The FCC must make a decision on the petition by July 26. If the five-member commission cannot reach a decision, such as in the Omaha case, the petition will be granted. If Qwest achieves forbearance from the 1996 Act, the company can charge unregulated rates for competitors that use its existing telephone infrastructure.
Portions of the 1996 Act were designed to foster competition from competitive local exchange carriers (CLECS). Through the language of the 1996 Act, the nation’s incumbent local exchange carriers (ILECs) were forced to charge wholesale prices regulated by state agencies. Of the three existing ILECs in the country, Qwest and Verizon Communications Inc., have launched forbearance petitions in dozens of large metropolitan markets. The other ILEC, AT&T Inc., is expected to file multiple forbearance requests next year as a result of an agreement with the FCC following its takeover of SBC Communications.
Along with Phoenix, Qwest is seeking forbearance in Denver, Minneapolis-St. Paul and Seattle. State regulators, including the Arizona Corporation Commission, and a number of state representatives strongly oppose deregulation of Qwest pricing.

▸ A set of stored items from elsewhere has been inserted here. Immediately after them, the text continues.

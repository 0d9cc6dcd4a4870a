#![no_main]

use libfuzzer_sys::fuzz_target;
use spindex::codec::vbyte;

fuzz_target!(|data: &[u8]| {
    // Arbitrary bytes must decode or fail cleanly; whatever decodes must
    // re-encode to the same bytes
    if let Ok(values) = vbyte::decode_all(data) {
        let reencoded = vbyte::encode_all(&values);
        // Codes with redundant leading zero groups decode but are not canonical
        if reencoded.len() == data.len() {
            assert_eq!(reencoded, data);
        }
    }
});
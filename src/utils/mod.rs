//! Shared helpers.
//!
//! - [`tokenizer`] - whitespace tokenization and case folding
//! - [`progress`] - progress bars, no-op without the `progress` feature

pub mod progress;
pub mod tokenizer;

pub use tokenizer::*;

They, like the CLECs, claim deregulation would allow Qwest to raise prices so high that it would prohibit smaller competitors from doing business in those areas.
Qwest and Verizon claim that regulated prices in certain areas are so low and it does not give CLECs incentive to build their own infrastructure, much like Cox Communications Arizona has done in the past decade. The two ILECs claim competition from cable, wireless and voice-over-Internet-protocol providers is reducing its ability to find customers, and therefore cutting into revenues it could use to improve its service.